On Fri, Oct 14, 2005 at 07:59:13PM +0800, Uwe Dippel wrote:
> On Fri, 14 Oct 2005 13:42:04 +0200, Bruno Rohee wrote:
> 
> > /usr/ports/infrastructure/build/out-of-date
> > 
> > Will give you a list of all outdated ports installed on your system.
> 
> Uhh, what phantastic ! - I knew that was a dumby question.
> 
> Can I nevertheless suggest to add this to the FAQ ? Yes, I checked and it
> doesn't show anywhere. I think I am not the only one who would love to
> know this.
> 

The main reason this is not in the FAQ is that this area of the system
is still evolving quite fast.

Here's a quick history of the OpenBSD ports tree: we've taken it from
something that looked like FreeBSD and NetBSD.

The first steps have been to speed it up, trim the fat down, and make it
more reliable. Some stuff has been cut down: the ports tree doesn't cope
with every change in source, you're instead expected to either follow -current
or a branch. Package building has become more reliable, and all options are
now encoded as flavors and multi-packages.
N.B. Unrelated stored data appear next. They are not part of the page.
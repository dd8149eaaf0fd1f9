//! Ring (transport) interface.
//!
//! A ring owns the buffer pools and the offload configuration of one
//! transport instance; the queue pair manager borrows buffers from it and
//! delegates completion queue creation to it.

use std::os::fd::RawFd;
use std::sync::Arc;

use super::buf::*;
use super::context::DeviceContext;
use super::cq::*;
use super::qp::TransportType;
use super::type_alias::*;

/// The transport a queue pair belongs to.
pub trait Ring: Send + Sync {
    /// Get the link-layer transport type.
    fn transport_type(&self) -> TransportType;

    /// Determine whether TCP segmentation offload is enabled.
    fn is_tso(&self) -> bool;

    /// Get the maximum header size for segmentation offload.
    fn max_tso_header_size(&self) -> u32;

    /// Determine whether the optimized polling mode is enabled, which
    /// restricts receive work requests to a single SGE.
    fn is_socketxtreme(&self) -> bool;

    /// Get the local key of the transmit buffer memory region.
    fn tx_lkey(&self) -> LKey;

    /// Get the transmit completion notification channel descriptor.
    fn tx_comp_channel(&self) -> Option<RawFd>;

    /// Give a receive buffer back to the ring that owns it.
    fn return_buffer_to_owner_rx(&self, desc: BufferDesc);

    /// Acquire a transmit buffer of regular ring memory, at least
    /// `min_size` bytes long.
    fn acquire_tx_buffer(&self, min_size: u32, urgent: bool) -> Option<BufferDesc>;

    /// Give back a transmit buffer that was acquired but never posted.
    fn return_tx_buffer(&self, desc: BufferDesc);

    /// Adjust the count of transmit buffers handed out without a matching
    /// send accounting.
    fn adjust_missing_buf_refs(&self, delta: i32);

    /// Create a completion queue manager of `num_wr` entries.
    fn create_cq(
        &self,
        ctx: &Arc<dyn DeviceContext>,
        num_wr: u32,
        channel: Option<RawFd>,
        dir: CqDirection,
    ) -> Result<Box<dyn CompletionQueue>, CqCreationError>;
}
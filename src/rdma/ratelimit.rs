//! Transmit packet pacing.

use bitflags::bitflags;

/// Packet pacing configuration of a queue pair.
#[derive(Debug, Clone, Copy, Default, PartialEq, Eq)]
pub struct RateLimit {
    /// Rate in Kbps. Zero disables pacing.
    pub rate: u32,

    /// Maximum burst size in bytes.
    pub max_burst_size: u32,

    /// Typical packet size in bytes.
    pub typical_pkt_size: u16,
}

bitflags! {
    /// Which fields of a [`RateLimit`] differ from the applied one.
    #[derive(Debug, Clone, Copy, PartialEq, Eq, Default)]
    pub struct RateLimitChanges: u32 {
        /// `rate` changed.
        const RATE = 1 << 0;
        /// `max_burst_size` changed.
        const BURST_SIZE = 1 << 1;
        /// `typical_pkt_size` changed.
        const PKT_SIZE = 1 << 2;
    }
}

impl RateLimit {
    /// Compare against `other` field by field.
    pub fn diff(&self, other: &RateLimit) -> RateLimitChanges {
        let mut changes = RateLimitChanges::empty();
        if self.rate != other.rate {
            changes |= RateLimitChanges::RATE;
        }
        if self.max_burst_size != other.max_burst_size {
            changes |= RateLimitChanges::BURST_SIZE;
        }
        if self.typical_pkt_size != other.typical_pkt_size {
            changes |= RateLimitChanges::PKT_SIZE;
        }
        changes
    }
}
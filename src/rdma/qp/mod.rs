//! Queue pair and related types.

use std::sync::Arc;
use std::{fmt, io};

use thiserror::Error;

use crate::rdma::{
    context::DeviceContext,
    cq::{CqCreationError, CqDirection},
    type_alias::*,
    verbs::QpHandle,
};
use crate::utils::interop::*;

pub use self::attr::*;
pub use self::eth::*;
pub use self::mgr::*;
pub use self::signal::*;
pub use self::state::*;
pub use self::ty::*;

mod attr;
mod eth;
mod mgr;
mod signal;
mod state;
mod ty;

/// Queue pair manager error type.
#[derive(Debug, Error)]
pub enum QpError {
    /// A companion completion queue could not be created.
    #[error("failed allocating {dir} CQ")]
    CqCreation {
        /// Which completion queue failed.
        dir: CqDirection,
        /// The underlying error.
        #[source]
        source: CqCreationError,
    },

    /// The queue pair could not be created.
    #[error("failed to create QP")]
    QpCreation(#[source] io::Error),

    /// The capabilities granted to the queue pair could not be queried.
    #[error("failed to query QP capabilities")]
    QueryCaps(#[source] io::Error),

    /// A state transition was rejected.
    #[error("failed to modify QP from {from} to {to}")]
    Transition {
        /// State before the attempt.
        from: QpState,
        /// Target state.
        to: QpState,
        /// The underlying error.
        #[source]
        source: io::Error,
    },

    /// A batched receive post was rejected. The receive chain has been
    /// repaired, but the queue pair should not be used further.
    #[error("failed posting receive list at index {bad_index}")]
    PostRecv {
        /// Chain index of the first request that was not posted.
        bad_index: usize,
        /// The underlying error.
        #[source]
        source: io::Error,
    },

    /// A send was rejected.
    #[error("failed post_send")]
    PostSend(#[source] io::Error),

    /// A packet pacing update was rejected.
    #[error("failed to modify QP rate limit")]
    RateLimit(#[source] io::Error),

    /// The operation needs a queue pair, but none was created.
    #[error("QP is not configured")]
    NotConfigured,
}

impl QpError {
    /// Determine whether the owning transport cannot continue with this
    /// queue pair. Such errors are surfaced rather than handled so that the
    /// caller decides between exiting and rebuilding the transport.
    pub fn is_unrecoverable(&self) -> bool {
        matches!(self, Self::Transition { .. } | Self::PostRecv { .. })
    }
}

/// An owned hardware queue pair. Destroyed on drop.
pub struct Qp {
    ctx: Arc<dyn DeviceContext>,
    handle: QpHandle,
    qp_type: QpType,
    port: PortNum,
}

impl fmt::Debug for Qp {
    fn fmt(&self, f: &mut fmt::Formatter<'_>) -> fmt::Result {
        write!(f, "{}", self.handle)
    }
}

impl Qp {
    /// Create a queue pair on the given device.
    pub fn create(
        ctx: &Arc<dyn DeviceContext>,
        init_attr: &QpInitAttr,
        port: PortNum,
    ) -> Result<Self, QpError> {
        let handle = ctx.create_qp(init_attr).map_err(|e| {
            log::error!("qpm: ibv_create_qp failed: {}", e);
            QpError::QpCreation(e)
        })?;
        Ok(Self {
            ctx: ctx.clone(),
            handle,
            qp_type: init_attr.qp_type,
            port,
        })
    }

    /// Get the hardware handle.
    #[inline]
    pub fn handle(&self) -> QpHandle {
        self.handle
    }

    /// Get the QP number.
    #[inline]
    pub fn qp_num(&self) -> Qpn {
        self.handle.qpn
    }

    /// Get the QP type.
    #[inline]
    pub fn qp_type(&self) -> QpType {
        self.qp_type
    }

    /// Get the physical port the QP is bound to.
    #[inline]
    pub fn port(&self) -> PortNum {
        self.port
    }

    /// Query the current state. Report [`QpState::Unknown`] if the query
    /// fails.
    pub fn state(&self) -> QpState {
        self.ctx.query_qp_state(self.handle).unwrap_or_else(|e| {
            log::debug!("qpm: failed to query state of {}: {}", self.handle, e);
            QpState::Unknown
        })
    }

    /// Query the capabilities the device granted.
    pub fn query_caps(&self) -> Result<QpCaps, QpError> {
        self.ctx.query_qp_caps(self.handle).map_err(|e| {
            log::error!("qpm: ibv_query_qp failed: {}", e);
            QpError::QueryCaps(e)
        })
    }

    /// Apply a state transition.
    pub fn modify(&self, transition: QpTransition) -> Result<(), QpError> {
        self.ctx
            .modify_qp(self.handle, transition)
            .map_err(|source| QpError::Transition {
                from: self.state(),
                to: transition.target(),
                source,
            })
    }
}

impl Drop for Qp {
    fn drop(&mut self) {
        log::debug!("qpm: destroying {}", self.handle);
        if let Err(e) = self.ctx.destroy_qp(self.handle) {
            // The device is gone when this is EIO; the QP went with it.
            if is_device_io_error(&e) {
                log::debug!("qpm: QP destroy failure: {}", e);
            } else {
                log::warn!("qpm: QP destroy failure: {}", e);
            }
        }
    }
}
Then the package tools themselves have been redesigned and rewritten to be
reliable, and to allow for updates.

The end user is expected to use binary packages, and package update is finally
becoming easy, and usable, now that we know how to track shared libraries and
other funny issues.

There are also ways to update stuff from the ports tree, but everything is
not finished yet. In fact, the reliable out-of-date you see now was just
rewritten by Bernd Ahlers, and there is more stuff coming.

Things are going to get better, but new functionality isn't always documented
out front...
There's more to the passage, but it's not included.